Intermediate cells in normal and malignant prostate epithelium express c‐MET: Implications for prostate cancer invasion

Abstract BACKGROUND Analysis of keratin (K) expression discriminates luminal (K18) and intermediate (K5/18) cells in prostate carcinoma, while basal (K5/14) cells are absent. Intermediate cells have been proposed as targets of malignant transformation in prostate cancer and precursors of androgen‐independent tumor progression. We demonstrate localization of hepatocyte growth factor (HGF) receptor c‐MET in intermediate cells in both normal and malignant prostate epithelium.
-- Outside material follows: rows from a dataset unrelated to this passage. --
impl MetadataStatus {
    pub fn as_str(&self) -> &'static str {
        match self {
            MetadataStatus::None => "none",
            MetadataStatus::Partial => "partial",
            MetadataStatus::Complete => "complete",
        }
    }

    /// Lenient parse used when reading catalog rows: NULL and unknown
    /// values read as `None`.
    pub fn from_db(value: Option<&str>) -> Self {
        match value {
            Some("complete") => MetadataStatus::Complete,
            Some("partial") => MetadataStatus::Partial,
            _ => MetadataStatus::None,
        }
    }
}

impl fmt::Display for MetadataStatus {
    fn fmt(&self, f: &mut fmt::Formatter<'_>) -> fmt::Result {
        f.write_str(self.as_str())
    }
}

/// Catalog-management fields. Rescans never write these; only the diff
/// engine copies them forward and only the status-update path changes them.
#[derive(Debug, Clone, PartialEq, Default, Serialize, Deserialize)]
pub struct ManagementFields {
    pub status: MetadataStatus,
    pub last_updated: Option<DateTime<Utc>>,
    pub target: Option<String>,
    pub cached: bool,
}

/// Axis-aligned bounding box. Always stored with `min <= max`.
#[derive(Debug, Clone, Copy, PartialEq, Serialize, Deserialize)]
pub struct Extent {
    pub min_x: f64,
    pub min_y: f64,
    pub max_x: f64,
    pub max_y: f64,
}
METHODS Receptor localization was analyzed using triple staining for c‐MET, K5, K14, and K18. The percentage of strongly c‐MET positive cells was determined in 15 prostate cancer patients undergoing androgen‐deprivation and 14 patients without neo‐adjuvant treatment. Effects of HGF were investigated on prostate cancer cell line DU145. RESULTS c‐MET expression in non‐malignant epithelium was strong in intermediate cells absent in differentiated cells, and heterogeneous in basal cells. In prostate cancer, intermediate cells displayed high c‐MET levels coupled with mild expression in differentiated cells. During androgen‐deprivation, 7.6% of tumor cells revealed high c‐MET expression compared to 1.7% without treatment ( P  = 0.02). Matrigel penetration of DU145 was 8.2 ± 1.7 mm 2 after HGF stimulation compared to 3.6 ± 2.4 mm 2 in controls ( P  < 0.02). CONCLUSIONS Intermediate cells in normal and malignant prostate epithelium express high c‐MET levels, indicating that they are prone to stromal invasion in prostate carcinoma. Prostate 51: 98–107, 2002. © 2002 Wiley‐Liss, Inc.